**ASSIGNED TASK:**
Scan the entries below for the word "payloads" and copy every line where it turns up.

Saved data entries
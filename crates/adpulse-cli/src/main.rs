//! CLI for adpulse — validate configs, probe endpoints, and drive a
//! simulated collection session from the terminal.

mod commands;

use clap::{Parser, Subcommand};

#[derive(Parser)]
#[command(name = "adpulse")]
#[command(about = "adpulse — engagement telemetry collection toolkit")]
#[command(version = adpulse_core::VERSION)]
struct Cli {
    #[command(subcommand)]
    command: Commands,
}

#[derive(Subcommand)]
enum Commands {
    /// Validate a collector configuration and optionally probe its endpoint
    Check {
        /// Path to a JSON configuration file (defaults apply when omitted)
        #[arg(long)]
        config: Option<String>,

        /// Send a small test payload to the configured endpoint
        #[arg(long)]
        probe: bool,
    },

    /// Run a collector against a synthetic interaction stream.
    /// Events are delivered to the configured endpoint each cycle;
    /// use --dry-run to print payloads instead of sending them.
    Simulate {
        /// Path to a JSON configuration file (defaults apply when omitted)
        #[arg(long)]
        config: Option<String>,

        /// Override the configured endpoint URL
        #[arg(long)]
        endpoint: Option<String>,

        /// Number of collection cycles to run (0 = until Ctrl+C)
        #[arg(long, default_value_t = 0)]
        cycles: u64,

        /// Seed for the synthetic event stream (random when omitted)
        #[arg(long)]
        seed: Option<u64>,

        /// Print payloads instead of sending them over the network
        #[arg(long)]
        dry_run: bool,

        /// Directory for persisted snapshots
        #[arg(long, default_value = ".adpulse")]
        state_dir: String,

        /// Start in battery-saving mode (essential tier only)
        #[arg(long)]
        battery_saving: bool,
    },
}

fn main() {
    env_logger::init();
    let cli = Cli::parse();

    match cli.command {
        Commands::Check { config, probe } => commands::check::run(config.as_deref(), probe),
        Commands::Simulate {
            config,
            endpoint,
            cycles,
            seed,
            dry_run,
            state_dir,
            battery_saving,
        } => commands::simulate::run(
            config.as_deref(),
            endpoint,
            cycles,
            seed,
            dry_run,
            &state_dir,
            battery_saving,
        ),
    }
}
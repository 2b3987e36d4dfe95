//! Durable local snapshot store.
//!
//! Used to carry unsent state across page reloads: the delivery pipeline
//! writes a snapshot when retries are exhausted, and construction reads it
//! back once to seed the in-memory state. Storage is shared only within one
//! page context; concurrent contexts may race, which is accepted.

use std::fs;
use std::path::{Path, PathBuf};

use crate::error::StorageError;

/// Durable key/value store for state snapshots.
pub trait SnapshotStore {
    fn get(&self, key: &str) -> Result<Option<Vec<u8>>, StorageError>;
    fn put(&self, key: &str, bytes: &[u8]) -> Result<(), StorageError>;
}

/// One JSON file per key under a base directory.
pub struct FileStore {
    dir: PathBuf,
}

impl FileStore {
    pub fn new(dir: impl Into<PathBuf>) -> Self {
        Self { dir: dir.into() }
    }

    fn path_for(&self, key: &str) -> PathBuf {
        // Keys are config-controlled identifiers, not user input; still keep
        // them flat.
        let safe: String = key
            .chars()
            .map(|c| if c.is_ascii_alphanumeric() || c == '_' || c == '-' { c } else { '_' })
            .collect();
        self.dir.join(format!("{safe}.json"))
    }
}

impl SnapshotStore for FileStore {
    fn get(&self, key: &str) -> Result<Option<Vec<u8>>, StorageError> {
        let path = self.path_for(key);
        if !path.exists() {
            return Ok(None);
        }
        Ok(Some(fs::read(&path)?))
    }

    fn put(&self, key: &str, bytes: &[u8]) -> Result<(), StorageError> {
        fs::create_dir_all(&self.dir)?;
        let path = self.path_for(key);
        // Write to a sibling temp file first so a failed write never leaves
        // a truncated snapshot behind.
        let tmp = tmp_path(&path);
        fs::write(&tmp, bytes)?;
        fs::rename(&tmp, &path)?;
        Ok(())
    }
}

fn tmp_path(path: &Path) -> PathBuf {
    let mut p = path.as_os_str().to_owned();
    p.push(".tmp");
    PathBuf::from(p)
}

/// In-memory store for tests, with an optional byte quota per put.
#[derive(Default)]
pub struct MemoryStore {
    entries: std::cell::RefCell<std::collections::HashMap<String, Vec<u8>>>,
    quota: Option<usize>,
}

impl MemoryStore {
    pub fn new() -> Self {
        Self::default()
    }

    pub fn with_quota(quota: usize) -> Self {
        Self {
            entries: Default::default(),
            quota: Some(quota),
        }
    }

    pub fn len(&self) -> usize {
        self.entries.borrow().len()
    }

    pub fn is_empty(&self) -> bool {
        self.entries.borrow().is_empty()
    }

    pub fn seed(&self, key: &str, bytes: Vec<u8>) {
        self.entries.borrow_mut().insert(key.to_string(), bytes);
    }
}

impl SnapshotStore for MemoryStore {
    fn get(&self, key: &str) -> Result<Option<Vec<u8>>, StorageError> {
        Ok(self.entries.borrow().get(key).cloned())
    }

    fn put(&self, key: &str, bytes: &[u8]) -> Result<(), StorageError> {
        if let Some(cap) = self.quota {
            if bytes.len() > cap {
                return Err(StorageError::QuotaExceeded {
                    size: bytes.len(),
                    cap,
                });
            }
        }
        self.entries
            .borrow_mut()
            .insert(key.to_string(), bytes.to_vec());
        Ok(())
    }
}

**ANSWER FOR THIS EXERCISE:**
    /// use --dry-run to print payloads instead of sending them.
        /// Print payloads instead of sending them over the network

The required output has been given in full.